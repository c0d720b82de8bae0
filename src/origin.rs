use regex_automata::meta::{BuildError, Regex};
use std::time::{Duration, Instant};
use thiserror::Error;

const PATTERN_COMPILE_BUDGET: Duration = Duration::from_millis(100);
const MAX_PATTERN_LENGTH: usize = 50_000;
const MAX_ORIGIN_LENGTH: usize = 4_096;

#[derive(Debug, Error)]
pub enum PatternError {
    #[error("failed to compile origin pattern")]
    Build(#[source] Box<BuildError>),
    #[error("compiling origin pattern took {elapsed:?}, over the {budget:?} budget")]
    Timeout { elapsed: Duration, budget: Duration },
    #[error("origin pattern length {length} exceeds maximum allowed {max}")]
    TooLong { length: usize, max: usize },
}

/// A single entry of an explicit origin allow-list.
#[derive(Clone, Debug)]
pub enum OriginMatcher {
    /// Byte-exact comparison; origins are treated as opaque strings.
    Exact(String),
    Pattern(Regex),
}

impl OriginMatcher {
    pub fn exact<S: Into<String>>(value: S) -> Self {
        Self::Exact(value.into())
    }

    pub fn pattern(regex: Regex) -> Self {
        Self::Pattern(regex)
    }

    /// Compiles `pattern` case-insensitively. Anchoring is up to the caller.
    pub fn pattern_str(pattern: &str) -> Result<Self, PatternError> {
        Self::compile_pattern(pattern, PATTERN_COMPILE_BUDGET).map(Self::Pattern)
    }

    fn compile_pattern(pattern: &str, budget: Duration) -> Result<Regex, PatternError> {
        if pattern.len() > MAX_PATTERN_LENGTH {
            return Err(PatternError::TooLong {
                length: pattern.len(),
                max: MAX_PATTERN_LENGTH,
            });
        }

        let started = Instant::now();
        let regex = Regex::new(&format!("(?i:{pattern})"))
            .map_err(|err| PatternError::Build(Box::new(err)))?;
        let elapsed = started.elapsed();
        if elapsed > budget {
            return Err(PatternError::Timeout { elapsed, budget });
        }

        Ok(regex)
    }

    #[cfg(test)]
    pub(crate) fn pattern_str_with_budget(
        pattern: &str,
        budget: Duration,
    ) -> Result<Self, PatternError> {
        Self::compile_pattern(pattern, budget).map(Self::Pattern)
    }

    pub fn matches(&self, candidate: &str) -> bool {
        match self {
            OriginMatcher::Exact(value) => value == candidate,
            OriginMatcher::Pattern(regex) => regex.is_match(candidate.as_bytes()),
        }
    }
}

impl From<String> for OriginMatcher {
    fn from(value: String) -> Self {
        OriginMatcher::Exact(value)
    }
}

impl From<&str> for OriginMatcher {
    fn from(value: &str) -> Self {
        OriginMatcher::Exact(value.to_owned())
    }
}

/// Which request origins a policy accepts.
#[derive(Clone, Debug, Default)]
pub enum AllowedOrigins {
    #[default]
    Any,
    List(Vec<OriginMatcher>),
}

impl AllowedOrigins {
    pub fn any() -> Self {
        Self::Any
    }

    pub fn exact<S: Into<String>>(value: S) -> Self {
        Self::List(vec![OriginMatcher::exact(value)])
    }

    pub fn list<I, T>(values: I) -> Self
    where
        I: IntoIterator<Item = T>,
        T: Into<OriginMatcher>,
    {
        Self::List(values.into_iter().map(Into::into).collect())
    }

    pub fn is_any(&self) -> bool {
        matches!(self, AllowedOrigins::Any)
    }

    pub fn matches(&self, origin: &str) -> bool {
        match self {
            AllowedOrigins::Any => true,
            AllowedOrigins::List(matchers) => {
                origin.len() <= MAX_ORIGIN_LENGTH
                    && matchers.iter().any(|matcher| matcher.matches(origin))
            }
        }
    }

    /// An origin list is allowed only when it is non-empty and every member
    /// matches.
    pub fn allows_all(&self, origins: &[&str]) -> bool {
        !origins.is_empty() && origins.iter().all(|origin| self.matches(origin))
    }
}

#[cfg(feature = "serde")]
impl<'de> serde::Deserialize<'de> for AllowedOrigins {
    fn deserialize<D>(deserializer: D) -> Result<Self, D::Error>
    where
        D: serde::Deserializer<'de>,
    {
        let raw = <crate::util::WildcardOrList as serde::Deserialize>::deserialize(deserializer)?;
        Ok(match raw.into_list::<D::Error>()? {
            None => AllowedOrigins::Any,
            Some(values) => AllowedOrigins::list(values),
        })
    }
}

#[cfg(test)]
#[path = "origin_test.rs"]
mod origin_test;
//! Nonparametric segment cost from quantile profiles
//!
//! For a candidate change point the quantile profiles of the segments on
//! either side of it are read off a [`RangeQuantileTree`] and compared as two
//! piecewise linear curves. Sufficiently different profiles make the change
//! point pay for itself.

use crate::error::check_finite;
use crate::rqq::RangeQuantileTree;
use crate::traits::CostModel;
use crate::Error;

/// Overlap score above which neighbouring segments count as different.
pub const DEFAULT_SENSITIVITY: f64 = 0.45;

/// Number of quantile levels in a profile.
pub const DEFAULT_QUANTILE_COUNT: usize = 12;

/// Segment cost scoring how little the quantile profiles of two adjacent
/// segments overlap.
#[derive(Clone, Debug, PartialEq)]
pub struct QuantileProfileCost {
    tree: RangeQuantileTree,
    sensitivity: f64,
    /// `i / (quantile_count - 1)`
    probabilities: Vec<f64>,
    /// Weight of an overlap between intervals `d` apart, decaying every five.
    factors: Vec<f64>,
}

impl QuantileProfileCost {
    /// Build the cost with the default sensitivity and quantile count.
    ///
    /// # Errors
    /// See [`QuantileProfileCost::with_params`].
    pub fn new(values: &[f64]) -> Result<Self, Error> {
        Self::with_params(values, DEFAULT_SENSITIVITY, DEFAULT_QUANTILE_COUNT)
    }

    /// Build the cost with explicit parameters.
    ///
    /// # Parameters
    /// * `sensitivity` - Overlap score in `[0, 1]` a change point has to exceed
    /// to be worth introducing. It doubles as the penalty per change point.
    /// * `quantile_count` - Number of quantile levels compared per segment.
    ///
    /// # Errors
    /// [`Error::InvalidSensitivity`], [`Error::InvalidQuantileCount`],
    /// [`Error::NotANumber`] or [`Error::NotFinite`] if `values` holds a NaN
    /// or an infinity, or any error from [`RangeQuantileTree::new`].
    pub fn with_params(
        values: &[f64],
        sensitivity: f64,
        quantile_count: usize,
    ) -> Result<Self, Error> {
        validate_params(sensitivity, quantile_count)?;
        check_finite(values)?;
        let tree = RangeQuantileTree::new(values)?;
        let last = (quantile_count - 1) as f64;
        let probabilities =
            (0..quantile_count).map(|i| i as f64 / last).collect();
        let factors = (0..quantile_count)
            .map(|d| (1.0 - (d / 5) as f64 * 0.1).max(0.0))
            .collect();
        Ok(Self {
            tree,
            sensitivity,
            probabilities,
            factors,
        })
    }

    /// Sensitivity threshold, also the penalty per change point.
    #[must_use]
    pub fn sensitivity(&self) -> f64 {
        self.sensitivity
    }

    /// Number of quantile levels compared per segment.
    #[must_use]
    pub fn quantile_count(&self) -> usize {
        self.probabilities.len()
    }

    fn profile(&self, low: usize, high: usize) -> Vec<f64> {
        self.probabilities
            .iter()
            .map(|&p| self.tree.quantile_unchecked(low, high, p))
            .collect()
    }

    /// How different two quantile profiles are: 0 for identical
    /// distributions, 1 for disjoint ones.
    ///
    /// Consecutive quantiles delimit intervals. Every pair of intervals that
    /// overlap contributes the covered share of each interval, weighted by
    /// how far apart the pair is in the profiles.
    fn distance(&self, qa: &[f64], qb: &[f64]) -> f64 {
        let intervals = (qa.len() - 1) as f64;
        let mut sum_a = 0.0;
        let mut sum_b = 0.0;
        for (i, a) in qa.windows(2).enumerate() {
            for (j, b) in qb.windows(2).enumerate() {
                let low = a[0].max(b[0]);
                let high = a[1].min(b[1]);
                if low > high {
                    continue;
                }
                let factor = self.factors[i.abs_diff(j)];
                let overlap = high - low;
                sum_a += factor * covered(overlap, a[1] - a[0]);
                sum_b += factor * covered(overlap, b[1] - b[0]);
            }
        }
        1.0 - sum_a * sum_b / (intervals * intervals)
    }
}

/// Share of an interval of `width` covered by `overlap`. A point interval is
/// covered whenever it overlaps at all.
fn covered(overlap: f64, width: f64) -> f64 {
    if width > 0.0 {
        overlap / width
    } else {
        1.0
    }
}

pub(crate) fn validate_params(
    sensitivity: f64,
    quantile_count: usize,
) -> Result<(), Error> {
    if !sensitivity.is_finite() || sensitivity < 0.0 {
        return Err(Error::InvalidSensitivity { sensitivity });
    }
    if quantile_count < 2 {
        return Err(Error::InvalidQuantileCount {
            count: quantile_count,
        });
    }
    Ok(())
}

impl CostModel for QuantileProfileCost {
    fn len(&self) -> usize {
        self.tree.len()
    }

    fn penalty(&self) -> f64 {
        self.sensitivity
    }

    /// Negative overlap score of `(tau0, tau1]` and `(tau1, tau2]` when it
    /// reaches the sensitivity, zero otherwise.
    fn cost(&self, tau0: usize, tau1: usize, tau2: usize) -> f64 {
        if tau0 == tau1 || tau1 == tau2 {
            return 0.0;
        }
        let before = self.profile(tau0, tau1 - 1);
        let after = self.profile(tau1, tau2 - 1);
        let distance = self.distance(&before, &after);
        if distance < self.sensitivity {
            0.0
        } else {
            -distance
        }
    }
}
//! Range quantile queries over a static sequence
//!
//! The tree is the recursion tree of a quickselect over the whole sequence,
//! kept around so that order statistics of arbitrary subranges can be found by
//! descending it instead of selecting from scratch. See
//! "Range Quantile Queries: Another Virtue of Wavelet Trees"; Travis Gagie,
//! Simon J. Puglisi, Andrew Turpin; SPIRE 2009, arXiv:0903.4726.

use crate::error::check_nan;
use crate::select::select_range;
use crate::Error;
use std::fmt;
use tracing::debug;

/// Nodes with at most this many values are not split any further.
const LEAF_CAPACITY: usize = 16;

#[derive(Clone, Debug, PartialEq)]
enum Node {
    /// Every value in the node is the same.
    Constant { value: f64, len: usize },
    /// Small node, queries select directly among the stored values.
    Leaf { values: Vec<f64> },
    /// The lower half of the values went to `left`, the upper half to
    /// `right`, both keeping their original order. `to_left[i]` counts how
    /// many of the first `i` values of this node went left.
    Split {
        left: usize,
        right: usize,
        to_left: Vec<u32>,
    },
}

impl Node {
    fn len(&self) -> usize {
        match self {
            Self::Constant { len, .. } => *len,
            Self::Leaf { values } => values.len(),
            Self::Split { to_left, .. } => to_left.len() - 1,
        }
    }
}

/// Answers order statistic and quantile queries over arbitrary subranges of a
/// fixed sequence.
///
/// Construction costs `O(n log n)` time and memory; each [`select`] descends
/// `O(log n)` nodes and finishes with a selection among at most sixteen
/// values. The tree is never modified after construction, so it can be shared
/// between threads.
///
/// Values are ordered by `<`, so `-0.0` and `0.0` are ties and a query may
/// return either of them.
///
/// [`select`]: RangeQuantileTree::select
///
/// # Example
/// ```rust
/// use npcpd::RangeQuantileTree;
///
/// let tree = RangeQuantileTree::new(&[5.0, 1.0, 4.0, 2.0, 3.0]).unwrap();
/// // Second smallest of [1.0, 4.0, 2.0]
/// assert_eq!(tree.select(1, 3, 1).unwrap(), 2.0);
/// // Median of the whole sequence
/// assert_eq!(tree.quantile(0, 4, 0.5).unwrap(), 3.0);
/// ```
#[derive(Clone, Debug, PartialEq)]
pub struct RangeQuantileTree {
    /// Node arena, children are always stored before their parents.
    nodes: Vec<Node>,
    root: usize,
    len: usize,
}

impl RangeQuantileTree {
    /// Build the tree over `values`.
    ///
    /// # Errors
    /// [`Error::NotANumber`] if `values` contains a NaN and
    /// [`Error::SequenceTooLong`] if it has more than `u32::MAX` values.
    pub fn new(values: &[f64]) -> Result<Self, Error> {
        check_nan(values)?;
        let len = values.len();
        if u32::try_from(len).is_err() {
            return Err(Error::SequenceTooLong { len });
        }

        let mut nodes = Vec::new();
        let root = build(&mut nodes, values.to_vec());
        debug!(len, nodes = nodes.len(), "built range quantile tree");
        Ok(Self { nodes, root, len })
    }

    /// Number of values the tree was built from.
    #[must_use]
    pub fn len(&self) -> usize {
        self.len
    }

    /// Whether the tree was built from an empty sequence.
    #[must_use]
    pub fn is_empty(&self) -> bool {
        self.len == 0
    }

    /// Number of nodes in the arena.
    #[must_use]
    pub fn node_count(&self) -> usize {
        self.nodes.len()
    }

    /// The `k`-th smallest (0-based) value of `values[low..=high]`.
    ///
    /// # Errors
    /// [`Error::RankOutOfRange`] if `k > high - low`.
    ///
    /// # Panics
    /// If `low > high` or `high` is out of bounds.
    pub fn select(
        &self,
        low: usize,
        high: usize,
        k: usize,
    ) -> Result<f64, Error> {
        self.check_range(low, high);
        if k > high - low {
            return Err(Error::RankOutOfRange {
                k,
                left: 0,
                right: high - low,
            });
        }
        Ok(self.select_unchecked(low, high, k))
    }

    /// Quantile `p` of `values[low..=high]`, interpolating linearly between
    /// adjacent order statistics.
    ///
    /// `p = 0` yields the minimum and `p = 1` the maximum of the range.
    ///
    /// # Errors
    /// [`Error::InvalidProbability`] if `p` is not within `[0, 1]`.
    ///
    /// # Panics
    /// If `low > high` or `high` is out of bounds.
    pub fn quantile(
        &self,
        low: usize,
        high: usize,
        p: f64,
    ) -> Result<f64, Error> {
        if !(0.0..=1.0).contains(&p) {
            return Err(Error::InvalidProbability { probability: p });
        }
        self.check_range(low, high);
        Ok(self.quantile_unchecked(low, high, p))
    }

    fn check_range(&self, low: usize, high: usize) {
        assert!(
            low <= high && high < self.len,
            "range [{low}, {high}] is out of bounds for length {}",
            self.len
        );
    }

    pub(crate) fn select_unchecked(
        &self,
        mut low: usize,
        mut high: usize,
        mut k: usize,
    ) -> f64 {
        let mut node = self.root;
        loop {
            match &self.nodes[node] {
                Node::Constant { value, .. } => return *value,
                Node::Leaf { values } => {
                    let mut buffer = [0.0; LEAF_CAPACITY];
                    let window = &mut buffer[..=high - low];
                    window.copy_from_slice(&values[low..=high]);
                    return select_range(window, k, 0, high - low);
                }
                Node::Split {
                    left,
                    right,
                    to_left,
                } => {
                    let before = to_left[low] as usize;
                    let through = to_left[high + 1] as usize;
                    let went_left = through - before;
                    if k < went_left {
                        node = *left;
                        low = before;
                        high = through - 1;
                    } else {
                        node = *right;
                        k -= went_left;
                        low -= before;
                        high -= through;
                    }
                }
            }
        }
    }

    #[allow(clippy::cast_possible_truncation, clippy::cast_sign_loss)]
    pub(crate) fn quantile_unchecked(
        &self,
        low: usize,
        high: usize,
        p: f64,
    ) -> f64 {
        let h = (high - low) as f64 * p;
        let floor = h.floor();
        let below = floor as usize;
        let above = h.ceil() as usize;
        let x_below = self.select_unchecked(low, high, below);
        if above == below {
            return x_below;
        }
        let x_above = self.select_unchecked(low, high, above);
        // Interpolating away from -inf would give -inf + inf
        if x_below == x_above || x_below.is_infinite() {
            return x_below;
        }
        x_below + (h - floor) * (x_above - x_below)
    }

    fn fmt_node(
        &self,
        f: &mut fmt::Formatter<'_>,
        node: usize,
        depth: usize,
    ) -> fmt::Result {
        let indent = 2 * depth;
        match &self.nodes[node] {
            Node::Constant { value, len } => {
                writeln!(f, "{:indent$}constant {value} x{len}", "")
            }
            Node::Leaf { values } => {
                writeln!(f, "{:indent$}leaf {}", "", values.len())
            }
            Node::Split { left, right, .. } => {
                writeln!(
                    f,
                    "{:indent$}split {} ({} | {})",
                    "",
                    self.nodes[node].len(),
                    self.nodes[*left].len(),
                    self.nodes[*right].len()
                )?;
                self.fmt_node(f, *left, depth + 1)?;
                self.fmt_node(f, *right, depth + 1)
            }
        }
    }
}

What the exercise asks -
Go through the entries above and copy each line with "InvalidQuantileCount" in it.

Result below -
    /// [`Error::InvalidSensitivity`], [`Error::InvalidQuantileCount`],
        return Err(Error::InvalidQuantileCount {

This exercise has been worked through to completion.